● EXERCISE PROMPT:
Every line of the listing that holds the word "headers" should be returned.

-- INPUT follows --

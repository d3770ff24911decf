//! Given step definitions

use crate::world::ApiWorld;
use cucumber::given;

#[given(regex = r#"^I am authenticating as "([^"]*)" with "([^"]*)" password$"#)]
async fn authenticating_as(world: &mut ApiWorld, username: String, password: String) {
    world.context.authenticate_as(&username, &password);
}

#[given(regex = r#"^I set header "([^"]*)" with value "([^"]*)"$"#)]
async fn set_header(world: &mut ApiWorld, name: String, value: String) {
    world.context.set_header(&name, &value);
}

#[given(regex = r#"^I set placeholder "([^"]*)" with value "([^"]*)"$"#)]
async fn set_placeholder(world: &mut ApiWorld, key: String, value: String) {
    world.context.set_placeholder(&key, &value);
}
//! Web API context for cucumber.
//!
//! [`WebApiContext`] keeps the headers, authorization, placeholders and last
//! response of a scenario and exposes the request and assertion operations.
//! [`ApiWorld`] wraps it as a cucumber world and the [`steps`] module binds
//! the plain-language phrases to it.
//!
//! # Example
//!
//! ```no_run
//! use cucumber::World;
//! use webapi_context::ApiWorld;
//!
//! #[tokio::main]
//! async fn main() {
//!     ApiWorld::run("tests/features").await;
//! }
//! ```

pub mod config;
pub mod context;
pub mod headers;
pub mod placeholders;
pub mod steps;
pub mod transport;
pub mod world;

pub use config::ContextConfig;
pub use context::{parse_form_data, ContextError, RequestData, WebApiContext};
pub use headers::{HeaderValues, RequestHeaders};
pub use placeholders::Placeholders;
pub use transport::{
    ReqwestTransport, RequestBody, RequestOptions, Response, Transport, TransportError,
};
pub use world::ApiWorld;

-- INPUT concluded --

● EXERCISE RESPONSE:
//! [`WebApiContext`] keeps the headers, authorization, placeholders and last
pub mod headers;
pub use headers::{HeaderValues, RequestHeaders};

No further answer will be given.